Public ownership of the waterworks didn’t happen until 1908, but prices settled down enough to allow subscription spraying to resume in April 1895.

Still, there were other challenges. Water was pumped from the river by windmills. On calm days, the waterworks could not provide enough water for the sprinkler to operate.

The Atchison, Topeka, and Santa Fe Railroad came to the rescue, supplying a steam-powered pump for the waterworks in exchange for free water to fill its engines passing through town.

“With wind power for general and constant use,” the Marion Register wrote, “the steam pump will be used only a short time, at intervals of several days, and yet be sufficient to supply all possible demands.”

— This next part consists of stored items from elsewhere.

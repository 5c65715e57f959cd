//! XBL Stats Library
//!
//! Aggregates high-level stats for the XBL, AAA and AA leagues from
//! spreadsheet exports: per-season standings, team stats and game results,
//! and career stats with head-to-head records for every player.
//!
//! ## Quick Start
//!
//! ```rust,no_run
//! use xbl_stats::{config::{BuildConfig, StatsConfig}, pipeline, sheets::JsonDirSource, Season};
//!
//! # fn example() -> xbl_stats::Result<()> {
//! let config = BuildConfig {
//!     stats: StatsConfig::default(),
//!     season: Season::new(12),
//! };
//! let output = pipeline::build(&JsonDirSource::new("public/raw"), &config)?;
//! output.write(std::path::Path::new("public"))?;
//! # Ok(())
//! # }
//! ```
//!
//! ## Environment Configuration
//!
//! The `fetch` command reads the Sheets API key from:
//! ```bash
//! export G_SHEETS_API_KEY=...
//! ```

pub mod cli;
pub mod commands;
pub mod config;
pub mod core;
pub mod error;
pub mod output;
pub mod pipeline;
pub mod sheets;
pub mod stats;

// Re-export commonly used types
pub use cli::types::{League, Phase, Season, SeasonKey, Week};
pub use error::{Result, StatsError};
//! Time-related types for league seasons and weeks.

use crate::error::{Result, StatsError};
use serde::{Deserialize, Serialize, Serializer};
use std::fmt;
use std::str::FromStr;

/// Type-safe wrapper for season numbers (seasons are counted, not dated).
#[derive(Debug, Clone, Copy, PartialEq, Eq, PartialOrd, Ord, Hash, Serialize, Deserialize)]
pub struct Season(pub u16);

impl Season {
    pub fn new(number: u16) -> Self {
        Self(number)
    }

    pub fn as_u16(&self) -> u16 {
        self.0
    }

    /// Object key used in JSON output. Consumers index by these keys from
    /// JavaScript, where purely numeric object keys misbehave.
    pub fn key(&self) -> SeasonKey {
        SeasonKey(*self)
    }
}

impl fmt::Display for Season {
    fn fmt(&self, f: &mut fmt::Formatter<'_>) -> fmt::Result {
        write!(f, "{}", self.0)
    }
}

impl FromStr for Season {
    type Err = StatsError;

    fn from_str(s: &str) -> Result<Self> {
        Ok(Self(s.trim().parse()?))
    }
}

/// Map key for per-season output, serialized as `season_{n}` and ordered
/// numerically.
#[derive(Debug, Clone, Copy, PartialEq, Eq, PartialOrd, Ord, Hash)]
pub struct SeasonKey(pub Season);

impl Serialize for SeasonKey {
    fn serialize<S: Serializer>(&self, serializer: S) -> std::result::Result<S::Ok, S::Error> {
        serializer.serialize_str(&self.to_string())
    }
}

impl fmt::Display for SeasonKey {
    fn fmt(&self, f: &mut fmt::Formatter<'_>) -> fmt::Result {
        write!(f, "season_{}", self.0)
    }
}

/// Type-safe wrapper for regular season week numbers
#[derive(Debug, Clone, Copy, PartialEq, Eq, PartialOrd, Ord, Hash, Serialize, Deserialize)]
pub struct Week(pub u16);

impl Week {
    pub fn new(week: u16) -> Self {
        Self(week)
    }

    pub fn as_u16(&self) -> u16 {
        self.0
    }
}

impl fmt::Display for Week {
    fn fmt(&self, f: &mut fmt::Formatter<'_>) -> fmt::Result {
        write!(f, "{}", self.0)
    }
}

#[cfg(test)]
mod tests {
    use super::*;

    #[test]
    fn test_season_parse_and_display() {
        let season: Season = " 18 ".parse().unwrap();
        assert_eq!(season, Season::new(18));
        assert_eq!(season.to_string(), "18");
        assert!("eighteen".parse::<Season>().is_err());
    }

    #[test]
    fn test_season_key_serializes_with_prefix() {
        let json = serde_json::to_string(&Season::new(7).key()).unwrap();
        assert_eq!(json, "\"season_7\"");
    }

    #[test]
    fn test_season_keys_order_numerically() {
        let mut keys = vec![Season::new(10).key(), Season::new(9).key()];
        keys.sort();
        assert_eq!(keys[0].to_string(), "season_9");
    }

    #[test]
    fn test_week_display() {
        assert_eq!(Week::new(4).to_string(), "4");
        assert_eq!(Week::new(4).as_u16(), 4);
    }
}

Pumping at a rate of 500 gallons per minute, the Register said, it could fill the waterworks’ 60,000 gallon supply tank in two hours.

Not all communities in the state were as supportive of street-sprinkling — a fact that Marion editorialists were eager to point out.

“The queerest parade ever witnessed in Hutchinson was given on Main St. there July 3,” the Headlight wrote in 1901. “The city refused to pay for sprinkling Main St., and the work was done on the subscription plan. Some of the merchants refused to contribute, and as a result the street sprinklers went on a strike.

“The dust was terrible, and between 50 and 100 citizens made a parade, headed by a brass band. Everybody in the procession carried sprinkling cans and scattered water on Main St.”

Karl Gottleib Kline (1842-1907), also known as Carl Klein, eventually took over the street-sprinkling business, enhancing it by purchasing a more modern sprinkler in 1902 at a cost of $250 ($7,500 today).

“It will be an ornament to the streets as well as an improvement over the old one,” the Record wrote, “and we hope our businessmen and others will appreciate this enterprise on the part of Mr. Klein and give him the liberal support he and his good work deserve.”

A year later, he sold the business to Isaac Kuhn (1839-1914). A year after that, amputee Cy Allen, seriously injured in a boiler explosion at a feed mill in 1890, purchased the service and operated it.

“Cy’s cork leg and other infirmities limit his possible occupations,” the Record wrote in 1904. “Our people will mix fine sentiment with good business in patronizing him.”

Street sprinkling continued as a spring-through-fall ritual even for a while after the advent of automobiles and the paving of Main St. in 1912. Fred Bender (1871-1952) purchased the business from Allen in 1915. Few references to street sprinkling exist in Marion papers after 1917.